#### Task material ####

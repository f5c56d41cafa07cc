use std::{fmt, str::FromStr};

use serde::{Deserialize, Serialize};
use sqlx::FromRow;
use time::OffsetDateTime;
use uuid::Uuid;

/// What a registered account is allowed to act as.
#[derive(Debug, Clone, Copy, Serialize, Deserialize, PartialEq, Eq)]
#[serde(rename_all = "lowercase")]
pub enum Role {
    Student,
    Tutor,
}

impl Role {
    pub fn as_str(&self) -> &'static str {
        match self {
            Role::Student => "student",
            Role::Tutor => "tutor",
        }
    }
}

impl fmt::Display for Role {
    fn fmt(&self, f: &mut fmt::Formatter<'_>) -> fmt::Result {
        f.write_str(self.as_str())
    }
}

impl FromStr for Role {
    type Err = anyhow::Error;

    fn from_str(s: &str) -> Result<Self, Self::Err> {
        match s.trim().to_ascii_lowercase().as_str() {
            "student" => Ok(Role::Student),
            "tutor" => Ok(Role::Tutor),
            other => anyhow::bail!("unknown role {other:?}"),
        }
    }
}

/// User record in the database.
#[derive(Debug, Clone, Serialize, Deserialize)]
pub struct User {
    pub id: Uuid,
    pub name: String,
    pub email: String,
    pub role: Role,
    #[serde(skip_serializing)]
    pub password_hash: String, // Argon2 hash, not exposed in JSON
    pub created_at: OffsetDateTime,
}

/// Fields needed to insert a user; the store assigns id and timestamp.
#[derive(Debug, Clone)]
pub struct NewUser {
    pub name: String,
    pub email: String,
    pub role: Role,
    pub password_hash: String,
}

#[derive(Debug, FromRow)]
pub struct UserRow {
    pub id: Uuid,
    pub name: String,
    pub email: String,
    pub role: String,
    pub password_hash: String,
    pub created_at: OffsetDateTime,
}

impl TryFrom<UserRow> for User {
    type Error = anyhow::Error;

    fn try_from(r: UserRow) -> Result<Self, Self::Error> {
        Ok(Self {
            id: r.id,
            name: r.name,
            email: r.email,
            role: r.role.parse()?,
            password_hash: r.password_hash,
            created_at: r.created_at,
        })
    }
}

#[cfg(test)]
mod tests {
    use super::*;

    #[test]
    fn role_parses_case_insensitively() {
        assert_eq!("Student".parse::<Role>().unwrap(), Role::Student);
        assert_eq!(" tutor ".parse::<Role>().unwrap(), Role::Tutor);
        assert!("admin".parse::<Role>().is_err());
    }

    #[test]
    fn password_hash_is_not_serialized() {
        let user = User {
            id: Uuid::new_v4(),
            name: "Amina".into(),
            email: "amina@example.com".into(),
            role: Role::Student,
            password_hash: "$argon2id$secret".into(),
            created_at: OffsetDateTime::now_utc(),
        };
        let json = serde_json::to_string(&user).unwrap();
        assert!(json.contains("\"role\":\"student\""));
        assert!(!json.contains("argon2"));
    }
}
use async_trait::async_trait;
use sqlx::PgPool;
use uuid::Uuid;

use crate::auth::repo_types::{NewUser, User, UserRow};

#[async_trait]
pub trait UserRepo: Send + Sync {
    async fn find_by_email(&self, email: &str) -> anyhow::Result<Option<User>>;
    async fn find_by_id(&self, id: Uuid) -> anyhow::Result<Option<User>>;
    /// Inserts the user, or returns `None` if the email is already registered.
    async fn create(&self, new: NewUser) -> anyhow::Result<Option<User>>;
}

#[derive(Clone)]
pub struct PgUserRepo {
    db: PgPool,
}

impl PgUserRepo {
    pub fn new(db: PgPool) -> Self {
        Self { db }
    }
}

#[async_trait]
impl UserRepo for PgUserRepo {
    async fn find_by_email(&self, email: &str) -> anyhow::Result<Option<User>> {
        let row = sqlx::query_as::<_, UserRow>(
            r#"
            SELECT id, name, email, role, password_hash, created_at
            FROM users
            WHERE email = $1
            "#,
        )
        .bind(email)
        .fetch_optional(&self.db)
        .await?;
        row.map(User::try_from).transpose()
    }

    async fn find_by_id(&self, id: Uuid) -> anyhow::Result<Option<User>> {
        let row = sqlx::query_as::<_, UserRow>(
            r#"
            SELECT id, name, email, role, password_hash, created_at
            FROM users
            WHERE id = $1
            "#,
        )
        .bind(id)
        .fetch_optional(&self.db)
        .await?;
        row.map(User::try_from).transpose()
    }

    async fn create(&self, new: NewUser) -> anyhow::Result<Option<User>> {
        let row = sqlx::query_as::<_, UserRow>(
            r#"
            INSERT INTO users (name, email, role, password_hash)
            VALUES ($1, $2, $3, $4)
            ON CONFLICT (email) DO NOTHING
            RETURNING id, name, email, role, password_hash, created_at
            "#,
        )
        .bind(&new.name)
        .bind(&new.email)
        .bind(new.role.as_str())
        .bind(&new.password_hash)
        .fetch_optional(&self.db)
        .await?;
        row.map(User::try_from).transpose()
    }
}
use std::sync::Arc;

use axum::extract::FromRef;
use sqlx::PgPool;

use crate::{
    auth::{
        jwt::JwtKeys,
        repo::{PgUserRepo, UserRepo},
    },
    bookings::repo::{BookingRepo, PgBookingRepo},
    config::AppConfig,
    db,
    memory::MemoryStore,
    tutors::repo::{PgTutorRepo, TutorRepo},
};

/// Everything a handler needs. Built once at startup, closed at shutdown.
#[derive(Clone)]
pub struct AppState {
    pub config: Arc<AppConfig>,
    pub keys: JwtKeys,
    pub users: Arc<dyn UserRepo>,
    pub tutors: Arc<dyn TutorRepo>,
    pub bookings: Arc<dyn BookingRepo>,
    pool: Option<PgPool>,
}

impl AppState {
    /// Connects to Postgres when `DATABASE_URL` is set, otherwise keeps data in memory.
    pub async fn init(config: AppConfig) -> anyhow::Result<Self> {
        let Some(url) = config.database_url.clone() else {
            tracing::warn!("DATABASE_URL not set; using in-memory store, data is lost on exit");
            return Ok(Self::in_memory(config));
        };

        let pool = db::connect(&url).await?;
        db::migrate(&pool).await?;

        Ok(Self {
            keys: JwtKeys::new(&config.jwt),
            config: Arc::new(config),
            users: Arc::new(PgUserRepo::new(pool.clone())),
            tutors: Arc::new(PgTutorRepo::new(pool.clone())),
            bookings: Arc::new(PgBookingRepo::new(pool.clone())),
            pool: Some(pool),
        })
    }

    pub fn in_memory(config: AppConfig) -> Self {
        let store = Arc::new(MemoryStore::new());
        Self {
            keys: JwtKeys::new(&config.jwt),
            config: Arc::new(config),
            users: store.clone(),
            tutors: store.clone(),
            bookings: store,
            pool: None,
        }
    }

    pub async fn close(&self) {
        if let Some(pool) = &self.pool {
            pool.close().await;
            tracing::info!("database pool closed");
        }
    }
}

impl FromRef<AppState> for JwtKeys {
    fn from_ref(state: &AppState) -> Self {
        state.keys.clone()
    }
}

####

## Problem description:
If a line in the entries above has the word "Deserialize", copy it.

## Solved exercise:
use serde::{Deserialize, Serialize};
#[derive(Debug, Clone, Copy, Serialize, Deserialize, PartialEq, Eq)]
#[derive(Debug, Clone, Serialize, Deserialize)]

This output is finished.